REQUIRED WORK: Go through the data below and return each line where the string "derive" occurs.

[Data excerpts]
pub mod error;

use std::fs;
use std::path::{Path, PathBuf};

use tracing::debug;

use crate::constants::{
    DEFAULT_BLOB_ROOT, DEFAULT_HOST, DEFAULT_MAX_IMAGE_BYTES,
    DEFAULT_MAX_PAGE_SIZE, DEFAULT_OPERATION_TIMEOUT, DEFAULT_PAGE_SIZE,
    DEFAULT_PASSWORD_PEPPER, DEFAULT_PORT, DEFAULT_SESSION_TTL,
    DEFAULT_TOKEN_KEY,
};
use crate::models::sources::{EnvConfig, FileConfig};
use crate::models::{
    AuthConfig, Config, ConfigMetadata, DatabaseConfig, RedisConfig,
    RepositoryConfig, ServerConfig, StorageConfig,
};
use crate::util::parse_duration;
use crate::validation::{self, ConfigWarnings};
use error::ConfigLoadError;

const DEFAULT_CONFIG_LOCATIONS: [&str; 2] = ["imgrepo.toml", "config/imgrepo.toml"];

#[derive(Debug, Default, Clone)]
pub struct ConfigLoaderOptions {
    pub config_path: Option<PathBuf>,
    pub env_file: Option<PathBuf>,
}

/// Result of a successful load: the configuration plus anything worth
/// logging at startup.
#[derive(Debug, Clone)]
pub struct ConfigLoad {
    pub config: Config,
    pub warnings: ConfigWarnings,
}

#[derive(Debug, Default)]
pub struct ConfigLoader {
    options: ConfigLoaderOptions,
}

impl ConfigLoader {
    pub fn new() -> Self {
        Self::default()
    }

    pub fn with_options(options: ConfigLoaderOptions) -> Self {
        Self { options }
    }

    pub fn with_config_path<P: Into<PathBuf>>(mut self, path: P) -> Self {
        self.options.config_path = Some(path.into());
        self
    }

    pub fn with_env_file<P: Into<PathBuf>>(mut self, path: P) -> Self {
        self.options.env_file = Some(path.into());
        self
    }

    /// Load `.env`, the process environment and the config file.
    pub fn load(&self) -> Result<ConfigLoad, ConfigLoadError> {
        let env_file_loaded = match &self.options.env_file {
            Some(path) => dotenvy::from_path(path).map(|_| true).or_else(
                |err| match err {
                    dotenvy::Error::Io(_) => Ok(false),
                    _ => Err(err),
                },
            )?,
            None => dotenvy::dotenv().map(|_| true).or_else(|err| match err {
                dotenvy::Error::Io(_) => Ok(false),
                _ => Err(err),
            })?,
        };

        let env = EnvConfig::gather()?;
        self.load_with_env(env, env_file_loaded)
    }

    /// Same as [`ConfigLoader::load`] with an already gathered environment.
    pub fn load_with_env(
        &self,
        env: EnvConfig,
        env_file_loaded: bool,
    ) -> Result<ConfigLoad, ConfigLoadError> {
        let explicit = self
            .options
            .config_path
            .clone()
            .or_else(|| env.config_path.clone());

        let (file, config_path) = match explicit {
            Some(path) => {
                if !path.exists() {
                    return Err(ConfigLoadError::MissingConfig { path });
                }
                (Some(read_file_config(&path)?), Some(path))
            }
            None => match DEFAULT_CONFIG_LOCATIONS
                .iter()
                .map(PathBuf::from)
                .find(|candidate| candidate.exists())
            {
                Some(path) => (Some(read_file_config(&path)?), Some(path)),
                None => (None, None),
            },
        };

        if let Some(path) = &config_path {
            debug!(path = %path.display(), "loaded configuration file");
        }

        compose(
            file,
            env,
            ConfigMetadata {
                config_path,
                env_file_loaded,
            },
        )
    }
}

pub fn read_file_config(path: &Path) -> Result<FileConfig, ConfigLoadError> {
    let contents = fs::read_to_string(path).map_err(|source| ConfigLoadError::Io {
        path: path.to_path_buf(),
        source,
    })?;
    toml::from_str(&contents).map_err(|source| ConfigLoadError::Parse {
        path: path.to_path_buf(),
        source,
    })
}

fn file_duration(
    key: &str,
    raw: Option<String>,
) -> Result<Option<std::time::Duration>, ConfigLoadError> {
    raw.map(|value| {
        parse_duration(&value).ok_or_else(|| ConfigLoadError::InvalidValue {
            key: key.to_string(),
            value,
        })
    })
    .transpose()
}

/// Merge environment over file over defaults, then apply guard rails.
pub fn compose(
    file: Option<FileConfig>,
    env: EnvConfig,
    metadata: ConfigMetadata,
) -> Result<ConfigLoad, ConfigLoadError> {
    let mut warnings = ConfigWarnings::default();
    if metadata.config_path.is_none() {
        warnings.push_with_hint(
            "No imgrepo.toml detected; using environment variables and defaults",
            "Pass --config or set IMGREPO_CONFIG to use a configuration file",
        );
    }

    let FileConfig {
        server: file_server,
        storage: file_storage,
        database: file_database,
        redis: file_redis,
        auth: file_auth,
        repository: file_repository,
    } = file.unwrap_or_default();

    let server = ServerConfig {
        host: env
            .server_host
            .or(file_server.host)
            .unwrap_or_else(|| DEFAULT_HOST.to_string()),
        port: env.server_port.or(file_server.port).unwrap_or(DEFAULT_PORT),
    };

    let storage = StorageConfig {
        backend: env
            .storage_backend
            .or(file_storage.backend)
            .unwrap_or_default(),
        blob_root: env
            .blob_root
            .or(file_storage.blob_root)
            .unwrap_or_else(|| PathBuf::from(DEFAULT_BLOB_ROOT)),
    };

    let database = DatabaseConfig {
        url: env
            .database_url
            .or(file_database.url)
            .filter(|url| !url.trim().is_empty()),
    };

    let redis = env
        .redis_url
        .map(|url| RedisConfig { url })
        .or_else(|| file_redis.map(|r| RedisConfig { url: r.url }));

    let auth = AuthConfig {
        password_pepper: env
            .auth_password_pepper
            .or(file_auth.password_pepper)
            .unwrap_or_else(|| DEFAULT_PASSWORD_PEPPER.to_string()),
        token_key: env
            .auth_token_key
            .or(file_auth.token_key)
            .unwrap_or_else(|| DEFAULT_TOKEN_KEY.to_string()),
        session_ttl: env
            .session_ttl
            .or(file_duration("auth.session_ttl", file_auth.session_ttl)?)
            .unwrap_or(DEFAULT_SESSION_TTL),
    };

    let repository = RepositoryConfig {
        default_page_size: env
            .default_page_size
            .or(file_repository.default_page_size)
            .unwrap_or(DEFAULT_PAGE_SIZE),
        max_page_size: env
            .max_page_size
            .or(file_repository.max_page_size)
            .unwrap_or(DEFAULT_MAX_PAGE_SIZE),
        operation_timeout: env
            .operation_timeout
            .or(file_duration(
                "repository.operation_timeout",
                file_repository.operation_timeout,
            )?)
            .unwrap_or(DEFAULT_OPERATION_TIMEOUT),
        max_image_bytes: env
            .max_image_bytes
            .or(file_repository.max_image_bytes)
            .unwrap_or(DEFAULT_MAX_IMAGE_BYTES),
        compensate_failed_uploads: env
            .compensate_failed_uploads
            .or(file_repository.compensate_failed_uploads)
            .unwrap_or(true),
    };

    let config = Config {
        server,
        storage,
        database,
        redis,
        auth,
        repository,
        metadata,
    };

    warnings.extend(validation::apply_guard_rails(&config)?);

    Ok(ConfigLoad { config, warnings })
}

RESPONSE FOR THIS EXERCISE:
#[derive(Debug, Default, Clone)]
#[derive(Debug, Clone)]
#[derive(Debug, Default)]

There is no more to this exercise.